Current assignee: Individual
Priority date: 1977-11-28
Filing date: 1978-11-24
Publication date: 1980-01-08
Anticipated expiration: 1998-11-24
Also published as: JPS5475431A; DE2850219C2; GB2009794A; DE2850219A1; GB2009794B; JPS5531198B2

Abstract

An automatic electroplating apparatus which comprises a power-driven larger rotary drum containing plating solution therein, a plurality of power-driven smaller rotary drums disposed within the larger drum and immersed in the plating solution, and a plurality of through holes formed in each of the smaller drums for permitting the plating solution to interflow between insides of the larger and the smaller drums, each of the smaller drums being arranged so as to rotate on its own axis and synchronously to revolve orbitally around a vertical axis of the larger drum.

Description

BACKGROUND AND SUMMARY OF THE INVENTION

This invention relates to improvements in an electroplating apparatus for particular use in automatically electroplating a number of relatively small sized workpieces.

As well known in the art of automatically electroplating such small workpieces, for example, as small screws, washers, watch parts, etc., it is essential to hold the small workpieces in good contact relation with the cathode surface during operation. In order to attain the aforesaid good contact, a method of utilizing centrifugal force was proposed with success to a certain degree, as disclosed in U.S. Pat. No. 3,359,195 (the same invention also disclosed in Japanese Pat. No. 504509), wherein a plating drum was arranged so as to rotate about its own axis to develop the centrifugal force. According to the method, however, such a disadvantage is observed that, in order to attain uniform electrodeposition on the overall surface of each workpiece and to prevent undesirable blind spot (non-plated small surface area) from occasionally occurring with some of the treated workpieces, it is necessary to reduce the rotational speed of the plating drum three or four times repeatedly per each performance, for the purpose of changing the contacting positions of the workpieces with the cathode surface, causing poor efficiency.

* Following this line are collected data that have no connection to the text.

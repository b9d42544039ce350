//! Process-wide append-only file logger.
//!
//! Installed as the [`log`] facade backend, so every `log::info!` and friends
//! anywhere in the process flows through one severity-gated, mutex-protected
//! sink. Records look like:
//!
//! ```text
//! [2026-08-01 14:03:27] WARN: task monitor_positions exceeded deadline by 12ms
//! ```
//!
//! [`init`] may be called repeatedly; each call swaps the sink file, closing
//! the previous one. The facade's max-level gate drops records below the
//! configured severity before any formatting happens.

use std::fs::{File, OpenOptions};
use std::io::Write;
use std::path::Path;
use std::sync::{Mutex, OnceLock, PoisonError};

use chrono::Local;
use log::{LevelFilter, Log, Metadata, Record};

use crate::error::Error;

static SINK: OnceLock<FileLogger> = OnceLock::new();

struct FileLogger {
    file: Mutex<Option<File>>,
}

impl FileLogger {
    fn lock(&self) -> std::sync::MutexGuard<'_, Option<File>> {
        self.file.lock().unwrap_or_else(PoisonError::into_inner)
    }
}

impl Log for FileLogger {
    fn enabled(&self, metadata: &Metadata) -> bool {
        metadata.level() <= log::max_level()
    }

    fn log(&self, record: &Record) {
        if !self.enabled(record.metadata()) {
            return;
        }
        let mut guard = self.lock();
        let Some(file) = guard.as_mut() else {
            // Sink closed by shutdown(); drop the record.
            return;
        };
        let stamp = Local::now().format("%Y-%m-%d %H:%M:%S");
        // Write failures here have nowhere useful to go.
        let _ = writeln!(file, "[{stamp}] {}: {}", record.level(), record.args());
        let _ = file.flush();
    }

    fn flush(&self) {
        if let Some(file) = self.lock().as_mut() {
            let _ = file.flush();
        }
    }
}

/// Open `path` in append mode and route the `log` facade into it at the
/// given severity.
///
/// The first call installs the backend for the process lifetime; later calls
/// replace the sink file (closing the prior one) and update the severity
/// gate.
pub fn init(path: impl AsRef<Path>, level: LevelFilter) -> Result<(), Error> {
    let file = OpenOptions::new().create(true).append(true).open(path)?;

    let sink = SINK.get_or_init(|| FileLogger {
        file: Mutex::new(None),
    });
    *sink.lock() = Some(file);

    // Err means another backend (or a prior init) already owns the facade;
    // when it was us the sink swap above already took effect.
    let _ = log::set_logger(sink);
    log::set_max_level(level);
    Ok(())
}

/// Close the sink file. Records emitted afterwards are silently dropped
/// until [`init`] is called again.
pub fn shutdown() {
    if let Some(sink) = SINK.get() {
        *sink.lock() = None;
    }
}

/// Serializes tests that re-point the process-global sink; shared with the
/// runtime bootstrap tests.
#[cfg(test)]
pub(crate) static TEST_SINK_LOCK: Mutex<()> = Mutex::new(());

#[cfg(test)]
mod tests {
    use super::*;

    // The sink is process-global, so these tests serialize on one mutex and
    // assert on presence of their own marker lines rather than exact file
    // contents (other modules' tests may log concurrently).

    use super::TEST_SINK_LOCK as SERIAL;

    fn read_log(path: &Path) -> String {
        std::fs::read_to_string(path).expect("read log file")
    }

    #[test]
    fn writes_formatted_records() {
        let _serial = SERIAL.lock().unwrap_or_else(PoisonError::into_inner);
        let dir = tempfile::tempdir().unwrap();
        let path = dir.path().join("panloop.log");
        init(&path, LevelFilter::Debug).unwrap();

        log::info!("logger marker alpha");
        let contents = read_log(&path);
        let line = contents
            .lines()
            .find(|l| l.contains("logger marker alpha"))
            .expect("marker line present");
        assert!(line.contains("INFO: logger marker alpha"));
        // [YYYY-MM-DD HH:MM:SS] prefix: fixed width, bracketed.
        assert!(line.starts_with('['));
        assert_eq!(line.find(']'), Some(20));
    }

    #[test]
    fn severity_gate_drops_below_level() {
        let _serial = SERIAL.lock().unwrap_or_else(PoisonError::into_inner);
        let dir = tempfile::tempdir().unwrap();
        let path = dir.path().join("gated.log");
        init(&path, LevelFilter::Warn).unwrap();

        log::debug!("logger marker below gate");
        log::warn!("logger marker above gate");

        let contents = read_log(&path);
        assert!(!contents.contains("logger marker below gate"));
        assert!(contents.contains("logger marker above gate"));

        // Restore a permissive gate for other tests in this process.
        log::set_max_level(LevelFilter::Debug);
    }

    #[test]
    fn reinit_switches_sink_file() {
        let _serial = SERIAL.lock().unwrap_or_else(PoisonError::into_inner);
        let dir = tempfile::tempdir().unwrap();
        let first = dir.path().join("first.log");
        let second = dir.path().join("second.log");

        init(&first, LevelFilter::Debug).unwrap();
        log::info!("logger marker one");
        init(&second, LevelFilter::Debug).unwrap();
        log::info!("logger marker two");

        assert!(read_log(&first).contains("logger marker one"));
        assert!(!read_log(&first).contains("logger marker two"));
        assert!(read_log(&second).contains("logger marker two"));
    }

    #[test]
    fn shutdown_drops_records() {
        let _serial = SERIAL.lock().unwrap_or_else(PoisonError::into_inner);
        let dir = tempfile::tempdir().unwrap();
        let path = dir.path().join("closed.log");
        init(&path, LevelFilter::Debug).unwrap();
        shutdown();
        log::info!("logger marker after shutdown");

        let contents = read_log(&path);
        assert!(!contents.contains("logger marker after shutdown"));

        // Leave an open sink behind for other tests.
        init(&path, LevelFilter::Debug).unwrap();
    }
}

Thus, in order to eliminate the above-mentioned disadvantage, an improved method has been proposed as disclosed in U.S. Pat. No. 3,425,926 (the same invention also disclosed in U.K. Pat. No. 1,062,360, German Pat. No. 1,496,819 and Japanese Pat. No. 555787), wherein a plurality of plating drums or tanks are rotatably and eccentrically mounted on a rotatable table so that each drum or tank is rotatable about its own axis and an extraneous axis, whereby the desired uniform and blind-spotless electrodeposition can be obtained. However, the aforesaid improved method has another problem that it is structurally very difficult to design an efficient and economical electroplating apparatus equipped with a plurality of rotary drums or tanks capable of containing a sufficient quantity of plating solution. A simply large dimension of each of the drums will never solve the problem, because it causes not only poor efficiency in electrodeposition but also a considerable energy loss due to invited large electric resistance between electrodes. The large dimension of each drum also causes an inevitably enlarged size of the whole apparatus, which invites high costs in manufacture, maintenance and operation.

In the electroplating of small workpieces, large dimension of the plating drums is not advantageous as described above. On the other hand, in case the plating solution contained in the drum is so small in quantity, temperature thereof tends to easily rise up to an undesirable degree due to the heat from operative electric current between the electrodes as well as the heat from friction of the rotating parts of the apparatus, causing remarkable decrease in electroplating efficiency, as is well known in the art. Thus, according to the afore-mentioned prior art apparatus as disclosed in U.S. Pat. No. 3,425,926, it is necessary to discontinue the operation every two hours or so, to exchange the heated solution afresh for the purpose of preventing a rise of the solution temperature, which is apparently quite troublesome and inefficient. As for prevention of a rise of the solution temperature, one may easily think of a method by provision of a suitable cooling means, but it was practically very difficult to attach the cooling device to a rotary drum.

It is, therefore, the principal object of the present invention to eliminate the above-mentioned disadvantages in the prior art.

Another object of the invention is to provide an improved electroplating apparatus capable of minimizing an undesirable rise of solution temperature in order to maintain a good plating efficiency, thereby avoiding frequent interruptions in operation for the solution exchange.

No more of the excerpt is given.